Things haven’t been good in a while,” I said to Dawn over the phone, fighting back tears. “I had to tell you.” It was hard unburdening myself of this, even to my best friend.
“I’m so sorry, Diane,” she said softly, “but I’m glad you finally told me.” There was a pause. “Listen, I’m picking you up on Saturday morning. Wear old clothes.” She didn’t explain where we were going or why. I didn’t ask. I just hoped Dawn could get me through this.
A few weeks earlier, my husband called me from his office and said he wanted a divorce. I was shocked. I had felt a distance between us, but I thought we were just going through a rough patch. I never imagined he would actually leave. He moved out six days later. In the blink of an eye my marriage of 10 years was over. I felt like a failure. I felt so alone.
Dawn pulled into the driveway just after 8 a.m. that brisk Indiana Saturday. It wasn’t until I got in the car that she told me we were going to her uncle Bob’s farm in Jasper. “There’s someone you need to meet,” she said.
I needed someone to lean on. I couldn’t talk to my two young children. I couldn’t even talk to God. The truth was, I hadn’t thought about God in a long time. Even though I had been raised with a strong Christian faith, I stepped away from the church after I got married. Why would God listen to me now?
I tried to feel his presence during the two-hour ride from Indianapolis to Jasper. The tumbling clouds, grazing animals, sprawling crop fields—God’s work, I thought.
Dawn broke my daze. “I spent the entire summer after I graduated high school at Uncle Bob’s farm,” she said. She had fallen in with a group of troubled kids and had been drinking a lot. Her parents thought it would be a good idea for her to get away for a while.
“And it turned out to be the best thing, right?” I asked. “That’s why you want me to meet Uncle Bob?”
“I’m not taking you to meet Uncle Bob,” she said. “I’m taking you to meet Roger.”
We pulled up to the farm, and the first thing I heard was a rooster crowing raucously. “I thought roosters crow only at sunrise,” I said.

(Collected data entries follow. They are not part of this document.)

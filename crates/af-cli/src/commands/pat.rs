//! Personal access token command implementation.

use std::io::Write;

use tokio_util::sync::CancellationToken;

use crate::auth::{AuthClient, BrowserLogin, Prompter};
use crate::cli::PatCommands;
use crate::endpoints::ServiceUrls;
use crate::error::CliError;
use crate::output::{OutputFormat, PatCreated};
use crate::poll::PollPolicy;

/// Handler for `pat` subcommands.
#[derive(Debug)]
pub struct PatCommand<'a> {
    urls: &'a ServiceUrls,
    policy: PollPolicy,
    cancel: CancellationToken,
}

impl<'a> PatCommand<'a> {
    /// Creates a new PAT command handler.
    #[must_use]
    pub fn new(urls: &'a ServiceUrls) -> Self {
        Self {
            urls,
            policy: PollPolicy::CLI_SESSION,
            cancel: CancellationToken::new(),
        }
    }

    /// Polling budget for the browser handshake.
    #[must_use]
    pub const fn with_policy(mut self, policy: PollPolicy) -> Self {
        self.policy = policy;
        self
    }

    /// Abort the handshake when `cancel` fires.
    #[must_use]
    pub fn with_cancellation(mut self, cancel: CancellationToken) -> Self {
        self.cancel = cancel;
        self
    }

    /// Executes the PAT subcommand.
    ///
    /// # Errors
    ///
    /// Returns error if the command fails.
    pub async fn execute<W, P>(
        &self,
        out: &mut W,
        format: &OutputFormat,
        command: &PatCommands,
        prompter: &mut P,
    ) -> Result<(), CliError>
    where
        W: Write,
        P: Prompter,
    {
        match command {
            PatCommands::Create { name } => self.create(out, format, name.as_deref(), prompter).await,
        }
    }

    async fn create<W, P>(
        &self,
        out: &mut W,
        format: &OutputFormat,
        name: Option<&str>,
        prompter: &mut P,
    ) -> Result<(), CliError>
    where
        W: Write,
        P: Prompter,
    {
        let name = match name {
            Some(name) => name.trim().to_string(),
            None => prompter.ask("Enter a name for the new token: ")?,
        };
        if name.is_empty() {
            return Err(CliError::InvalidArgument("token name must not be empty".into()));
        }

        let client = AuthClient::new(self.urls.require_auth_service_url()?)?;
        let token = BrowserLogin::new(&client)
            .with_policy(self.policy)
            .with_cancellation(self.cancel.clone())
            .request_token(&name, out)
            .await?;

        format.write(out, &PatCreated { name, token })
    }
}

“Not Roger,” Dawn said, a little smile spreading across her face. “He crows all day long. Unceasingly.”
“You brought me all the way here to meet a rooster?”
We parked and made our way to the chicken coop. There was Roger, the biggest rooster I had ever seen.
“Hi, old friend,” Dawn said.
Roger crowed back, as if to say, “I remember you.”
“I used to hate that crowing. It practically drove me crazy,” Dawn said. “Roger’s crowing reminded me of how I had let my family down, how I had let God down. Remember that story about Peter?”
Peter, the disciple who denied knowing Jesus. After his third denial, a rooster crowed. To show forgiveness after his resurrection, Jesus asked Peter three times if he loved him. “It took almost the whole summer, but eventually I stopped associating Roger’s crowing with my failure and started feeling God’s forgiveness,” Dawn went on.
Could God forgive me too? For walking away from him? I looked at the rooster, strutting around the coop, crowing whenever he felt like it. He certainly has no problem speaking up, I thought.
Suddenly Roger looked right at me and crowed—not once, not eyes. “I’m sorry, Lord,” I whispered. “Please forgive me.”
The next day, I went to church for the first time in more than a decade. The pastor spoke about Peter. I knew then that no matter what the future held for me, I wasn’t alone at all. I never was.